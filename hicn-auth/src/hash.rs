//! Hash algorithms for manifest digests and key derivation.

use crate::AuthError;
use bytes::Bytes;
use sha2::{Digest, Sha256, Sha512};

/// Hash algorithm used for manifest entries and signature digests.
///
/// `Null` produces an empty digest and is permitted only in test
/// configurations.
#[derive(Debug, Clone, Copy, PartialEq, Eq)]
#[repr(u8)]
pub enum HashAlgorithm {
    Sha256 = 0,
    Sha512 = 1,
    Crc32 = 2,
    Null = 3,
}

impl HashAlgorithm {
    /// Parse an algorithm name from configuration.
    pub fn from_name(name: &str) -> Result<Self, AuthError> {
        // "crc32" also accepts the longer "crc32c" spelling.
        let lower = name.to_ascii_lowercase();
        if lower == "sha256" {
            Ok(HashAlgorithm::Sha256)
        } else if lower == "sha512" {
            Ok(HashAlgorithm::Sha512)
        } else if lower.starts_with("crc32") {
            Ok(HashAlgorithm::Crc32)
        } else {
            Err(AuthError::UnknownHashAlgorithm(name.to_string()))
        }
    }

    /// Wire tag carried in manifest payloads.
    pub fn as_u8(self) -> u8 {
        self as u8
    }

    /// Decode a wire tag.
    pub fn from_u8(value: u8) -> Option<Self> {
        match value {
            0 => Some(HashAlgorithm::Sha256),
            1 => Some(HashAlgorithm::Sha512),
            2 => Some(HashAlgorithm::Crc32),
            3 => Some(HashAlgorithm::Null),
            _ => None,
        }
    }

    /// Digest length in bytes.
    pub fn digest_len(self) -> usize {
        match self {
            HashAlgorithm::Sha256 => 32,
            HashAlgorithm::Sha512 => 64,
            HashAlgorithm::Crc32 => 4,
            HashAlgorithm::Null => 0,
        }
    }

    /// Compute the digest of `data`.
    pub fn digest(self, data: &[u8]) -> Bytes {
        match self {
            HashAlgorithm::Sha256 => Bytes::copy_from_slice(&Sha256::digest(data)),
            HashAlgorithm::Sha512 => Bytes::copy_from_slice(&Sha512::digest(data)),
            HashAlgorithm::Crc32 => Bytes::copy_from_slice(&crc32fast::hash(data).to_be_bytes()),
            HashAlgorithm::Null => Bytes::new(),
        }
    }
}

#[cfg(test)]
mod tests {
    use super::*;

    #[test]
    fn test_parse_names() {
        assert_eq!(
            HashAlgorithm::from_name("sha256").unwrap(),
            HashAlgorithm::Sha256
        );
        assert_eq!(
            HashAlgorithm::from_name("SHA512").unwrap(),
            HashAlgorithm::Sha512
        );
        assert_eq!(
            HashAlgorithm::from_name("crc32c").unwrap(),
            HashAlgorithm::Crc32
        );
        assert!(HashAlgorithm::from_name("md5").is_err());
    }

    #[test]
    fn test_digest_lengths() {
        let data = b"some segment payload";
        for alg in [
            HashAlgorithm::Sha256,
            HashAlgorithm::Sha512,
            HashAlgorithm::Crc32,
            HashAlgorithm::Null,
        ] {
            assert_eq!(alg.digest(data).len(), alg.digest_len());
        }
    }

    #[test]
    fn test_digest_stability() {
        let a = HashAlgorithm::Sha256.digest(b"abc");
        let b = HashAlgorithm::Sha256.digest(b"abc");
        let c = HashAlgorithm::Sha256.digest(b"abd");
        assert_eq!(a, b);
        assert_ne!(a, c);
    }

    #[test]
    fn test_tag_roundtrip() {
        for alg in [
            HashAlgorithm::Sha256,
            HashAlgorithm::Sha512,
            HashAlgorithm::Crc32,
            HashAlgorithm::Null,
        ] {
            assert_eq!(HashAlgorithm::from_u8(alg.as_u8()), Some(alg));
        }
        assert_eq!(HashAlgorithm::from_u8(200), None);
    }
}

Task goal:
If a line of the data contains "unwrap", copy it out.

Exercise answer:
            HashAlgorithm::from_name("sha256").unwrap(),
            HashAlgorithm::from_name("SHA512").unwrap(),
            HashAlgorithm::from_name("crc32c").unwrap(),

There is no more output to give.